*** Records supplied ***

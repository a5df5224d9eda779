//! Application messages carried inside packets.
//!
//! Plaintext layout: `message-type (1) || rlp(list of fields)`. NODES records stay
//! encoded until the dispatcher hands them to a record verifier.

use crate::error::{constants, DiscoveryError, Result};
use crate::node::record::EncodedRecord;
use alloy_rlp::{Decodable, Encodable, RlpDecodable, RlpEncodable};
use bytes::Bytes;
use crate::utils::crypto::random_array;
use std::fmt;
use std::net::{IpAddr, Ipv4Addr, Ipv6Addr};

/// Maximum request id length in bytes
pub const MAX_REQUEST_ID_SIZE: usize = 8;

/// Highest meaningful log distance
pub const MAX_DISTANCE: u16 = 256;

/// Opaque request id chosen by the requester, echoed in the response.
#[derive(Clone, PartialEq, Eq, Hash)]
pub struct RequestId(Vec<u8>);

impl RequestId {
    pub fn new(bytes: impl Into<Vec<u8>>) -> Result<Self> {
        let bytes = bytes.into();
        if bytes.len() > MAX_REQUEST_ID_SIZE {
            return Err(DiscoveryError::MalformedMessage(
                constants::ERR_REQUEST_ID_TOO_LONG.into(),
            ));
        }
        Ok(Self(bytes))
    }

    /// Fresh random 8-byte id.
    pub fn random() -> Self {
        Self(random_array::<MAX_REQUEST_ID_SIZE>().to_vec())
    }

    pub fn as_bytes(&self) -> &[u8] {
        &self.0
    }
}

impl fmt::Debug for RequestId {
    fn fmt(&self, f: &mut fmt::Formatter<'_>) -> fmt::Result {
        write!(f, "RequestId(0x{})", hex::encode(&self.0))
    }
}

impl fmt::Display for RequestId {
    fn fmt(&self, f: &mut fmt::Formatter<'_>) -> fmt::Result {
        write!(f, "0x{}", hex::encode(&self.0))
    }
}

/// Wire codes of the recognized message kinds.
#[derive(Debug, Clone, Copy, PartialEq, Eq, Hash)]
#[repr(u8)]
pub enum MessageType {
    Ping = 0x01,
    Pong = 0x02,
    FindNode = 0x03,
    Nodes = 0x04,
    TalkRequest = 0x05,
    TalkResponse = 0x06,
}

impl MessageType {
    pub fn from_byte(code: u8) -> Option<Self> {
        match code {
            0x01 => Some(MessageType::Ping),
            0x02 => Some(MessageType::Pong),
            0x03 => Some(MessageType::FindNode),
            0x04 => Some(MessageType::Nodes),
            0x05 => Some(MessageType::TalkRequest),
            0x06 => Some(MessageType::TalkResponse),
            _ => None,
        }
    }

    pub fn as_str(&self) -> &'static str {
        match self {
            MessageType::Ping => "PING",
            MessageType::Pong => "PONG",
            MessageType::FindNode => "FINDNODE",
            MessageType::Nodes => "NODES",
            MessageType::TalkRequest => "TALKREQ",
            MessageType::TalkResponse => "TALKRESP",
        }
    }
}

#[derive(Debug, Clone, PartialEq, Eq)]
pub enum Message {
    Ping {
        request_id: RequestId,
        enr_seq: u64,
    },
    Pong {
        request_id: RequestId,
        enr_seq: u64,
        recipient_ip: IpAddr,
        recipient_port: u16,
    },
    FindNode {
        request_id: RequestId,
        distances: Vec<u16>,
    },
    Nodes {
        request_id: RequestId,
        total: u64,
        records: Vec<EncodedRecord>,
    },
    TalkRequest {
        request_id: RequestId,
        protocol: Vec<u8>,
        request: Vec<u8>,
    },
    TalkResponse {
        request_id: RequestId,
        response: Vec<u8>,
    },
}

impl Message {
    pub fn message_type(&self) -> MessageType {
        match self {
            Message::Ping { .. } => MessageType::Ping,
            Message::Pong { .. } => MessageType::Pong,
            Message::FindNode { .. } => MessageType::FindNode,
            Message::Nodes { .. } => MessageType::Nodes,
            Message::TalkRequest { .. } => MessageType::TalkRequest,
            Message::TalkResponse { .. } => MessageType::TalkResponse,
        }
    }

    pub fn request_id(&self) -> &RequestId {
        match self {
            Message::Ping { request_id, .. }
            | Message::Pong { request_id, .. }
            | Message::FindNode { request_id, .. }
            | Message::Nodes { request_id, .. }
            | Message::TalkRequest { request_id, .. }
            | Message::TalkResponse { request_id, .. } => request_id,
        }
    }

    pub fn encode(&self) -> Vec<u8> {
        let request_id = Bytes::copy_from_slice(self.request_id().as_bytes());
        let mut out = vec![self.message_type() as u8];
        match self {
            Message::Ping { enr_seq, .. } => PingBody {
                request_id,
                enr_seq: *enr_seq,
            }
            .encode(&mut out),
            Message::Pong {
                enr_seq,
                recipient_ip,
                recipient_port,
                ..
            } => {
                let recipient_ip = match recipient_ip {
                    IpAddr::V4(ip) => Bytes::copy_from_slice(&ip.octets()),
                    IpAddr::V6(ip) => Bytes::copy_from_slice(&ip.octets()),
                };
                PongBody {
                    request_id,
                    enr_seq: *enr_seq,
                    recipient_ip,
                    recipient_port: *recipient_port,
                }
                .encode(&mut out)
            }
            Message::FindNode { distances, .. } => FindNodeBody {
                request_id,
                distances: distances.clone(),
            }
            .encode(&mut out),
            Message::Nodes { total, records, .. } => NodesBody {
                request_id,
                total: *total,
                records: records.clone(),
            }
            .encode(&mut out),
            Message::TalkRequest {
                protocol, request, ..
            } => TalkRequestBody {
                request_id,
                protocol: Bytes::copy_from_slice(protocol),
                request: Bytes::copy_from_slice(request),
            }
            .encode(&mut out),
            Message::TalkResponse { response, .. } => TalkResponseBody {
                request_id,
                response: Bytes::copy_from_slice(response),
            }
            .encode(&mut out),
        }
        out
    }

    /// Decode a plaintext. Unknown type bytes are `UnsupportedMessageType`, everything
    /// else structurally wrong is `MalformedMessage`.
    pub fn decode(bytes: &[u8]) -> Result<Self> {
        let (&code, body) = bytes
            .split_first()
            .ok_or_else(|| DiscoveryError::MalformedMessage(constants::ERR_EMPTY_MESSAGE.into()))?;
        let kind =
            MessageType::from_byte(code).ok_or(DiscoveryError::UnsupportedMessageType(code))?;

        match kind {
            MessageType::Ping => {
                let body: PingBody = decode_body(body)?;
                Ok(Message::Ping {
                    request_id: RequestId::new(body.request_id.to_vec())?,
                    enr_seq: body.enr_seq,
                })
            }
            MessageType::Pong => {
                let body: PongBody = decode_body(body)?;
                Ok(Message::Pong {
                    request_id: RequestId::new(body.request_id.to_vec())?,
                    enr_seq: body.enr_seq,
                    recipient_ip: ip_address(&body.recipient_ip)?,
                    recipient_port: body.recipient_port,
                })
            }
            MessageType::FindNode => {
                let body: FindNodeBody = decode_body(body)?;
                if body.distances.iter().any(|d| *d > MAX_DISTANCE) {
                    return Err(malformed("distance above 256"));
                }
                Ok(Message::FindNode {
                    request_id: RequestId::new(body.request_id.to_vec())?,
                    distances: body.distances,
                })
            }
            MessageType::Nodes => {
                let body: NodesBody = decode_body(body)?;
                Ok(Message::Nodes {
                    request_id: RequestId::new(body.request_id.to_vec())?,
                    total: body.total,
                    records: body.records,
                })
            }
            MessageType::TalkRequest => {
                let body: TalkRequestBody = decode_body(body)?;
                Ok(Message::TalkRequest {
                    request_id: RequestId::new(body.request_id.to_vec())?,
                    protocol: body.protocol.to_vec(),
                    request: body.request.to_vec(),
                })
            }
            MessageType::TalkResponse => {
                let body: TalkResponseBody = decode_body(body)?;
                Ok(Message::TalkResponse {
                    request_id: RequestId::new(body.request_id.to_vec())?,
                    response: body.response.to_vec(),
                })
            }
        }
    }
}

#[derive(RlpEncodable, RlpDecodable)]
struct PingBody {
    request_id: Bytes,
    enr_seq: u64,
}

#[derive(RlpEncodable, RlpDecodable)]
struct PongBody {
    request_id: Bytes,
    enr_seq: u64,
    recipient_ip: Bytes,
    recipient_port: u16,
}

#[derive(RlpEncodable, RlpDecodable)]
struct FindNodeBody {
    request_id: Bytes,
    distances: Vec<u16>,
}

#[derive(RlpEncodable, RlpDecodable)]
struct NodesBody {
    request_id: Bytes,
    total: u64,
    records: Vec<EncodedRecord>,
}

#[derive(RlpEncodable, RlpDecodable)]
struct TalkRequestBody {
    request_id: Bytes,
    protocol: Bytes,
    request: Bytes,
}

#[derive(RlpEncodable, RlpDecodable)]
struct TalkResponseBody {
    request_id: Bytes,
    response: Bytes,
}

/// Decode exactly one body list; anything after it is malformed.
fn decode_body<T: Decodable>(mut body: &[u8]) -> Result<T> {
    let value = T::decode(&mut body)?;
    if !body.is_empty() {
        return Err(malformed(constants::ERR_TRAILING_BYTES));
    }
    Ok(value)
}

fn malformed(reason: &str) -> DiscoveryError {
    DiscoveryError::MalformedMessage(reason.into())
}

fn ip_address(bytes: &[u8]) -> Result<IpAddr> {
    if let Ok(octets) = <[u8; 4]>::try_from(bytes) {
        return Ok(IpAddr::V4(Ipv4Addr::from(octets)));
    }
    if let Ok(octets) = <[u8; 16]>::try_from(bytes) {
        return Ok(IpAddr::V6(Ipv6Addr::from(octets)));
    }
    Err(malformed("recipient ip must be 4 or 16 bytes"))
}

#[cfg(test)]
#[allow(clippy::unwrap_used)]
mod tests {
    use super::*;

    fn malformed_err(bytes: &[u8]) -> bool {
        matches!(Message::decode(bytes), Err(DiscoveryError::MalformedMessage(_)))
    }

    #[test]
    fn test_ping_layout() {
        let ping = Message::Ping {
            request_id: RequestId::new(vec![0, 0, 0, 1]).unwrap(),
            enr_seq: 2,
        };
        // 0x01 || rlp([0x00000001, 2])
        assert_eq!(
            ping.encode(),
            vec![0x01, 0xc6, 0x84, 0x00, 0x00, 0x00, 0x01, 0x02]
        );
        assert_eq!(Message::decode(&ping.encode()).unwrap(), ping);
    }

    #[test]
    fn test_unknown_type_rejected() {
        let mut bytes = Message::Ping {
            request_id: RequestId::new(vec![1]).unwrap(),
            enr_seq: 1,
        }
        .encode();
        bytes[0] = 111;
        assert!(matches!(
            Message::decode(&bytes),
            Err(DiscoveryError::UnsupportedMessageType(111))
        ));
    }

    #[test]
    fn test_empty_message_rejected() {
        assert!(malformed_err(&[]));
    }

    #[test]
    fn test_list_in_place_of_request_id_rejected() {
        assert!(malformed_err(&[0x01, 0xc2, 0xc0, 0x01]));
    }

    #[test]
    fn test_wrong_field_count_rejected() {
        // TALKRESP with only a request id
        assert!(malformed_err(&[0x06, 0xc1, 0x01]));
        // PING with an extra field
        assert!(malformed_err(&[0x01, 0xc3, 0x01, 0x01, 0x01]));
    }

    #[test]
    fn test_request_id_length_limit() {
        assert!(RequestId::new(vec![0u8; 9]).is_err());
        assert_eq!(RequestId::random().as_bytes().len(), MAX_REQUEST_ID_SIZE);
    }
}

***
*** Records supplied ***

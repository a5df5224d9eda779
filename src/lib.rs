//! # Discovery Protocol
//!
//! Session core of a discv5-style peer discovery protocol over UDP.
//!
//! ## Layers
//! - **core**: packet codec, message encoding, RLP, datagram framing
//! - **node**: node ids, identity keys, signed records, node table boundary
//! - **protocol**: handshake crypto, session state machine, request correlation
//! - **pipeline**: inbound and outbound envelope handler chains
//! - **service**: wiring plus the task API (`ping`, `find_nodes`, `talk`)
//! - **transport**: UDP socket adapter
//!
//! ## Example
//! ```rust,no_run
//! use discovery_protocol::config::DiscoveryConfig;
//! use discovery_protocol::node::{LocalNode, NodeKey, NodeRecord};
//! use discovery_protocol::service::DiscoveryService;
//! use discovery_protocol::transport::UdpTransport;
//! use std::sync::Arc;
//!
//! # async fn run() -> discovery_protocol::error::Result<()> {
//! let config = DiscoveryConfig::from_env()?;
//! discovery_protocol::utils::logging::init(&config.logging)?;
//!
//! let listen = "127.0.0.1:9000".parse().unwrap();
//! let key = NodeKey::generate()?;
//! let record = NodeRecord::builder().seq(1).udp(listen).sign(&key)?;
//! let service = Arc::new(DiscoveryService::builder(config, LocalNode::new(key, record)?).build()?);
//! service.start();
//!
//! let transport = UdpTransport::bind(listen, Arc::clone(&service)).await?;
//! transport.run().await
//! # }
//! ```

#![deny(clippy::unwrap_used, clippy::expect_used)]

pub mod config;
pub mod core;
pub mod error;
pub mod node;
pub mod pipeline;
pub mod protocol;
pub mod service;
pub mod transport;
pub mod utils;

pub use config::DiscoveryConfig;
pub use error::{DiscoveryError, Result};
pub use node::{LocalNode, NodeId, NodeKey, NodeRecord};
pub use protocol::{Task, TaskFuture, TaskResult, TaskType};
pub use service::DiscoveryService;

***

**Requirement**
Please filter the data down to the lines containing the word "pipeline".

**Problem solution**
//! - **pipeline**: inbound and outbound envelope handler chains
pub mod pipeline;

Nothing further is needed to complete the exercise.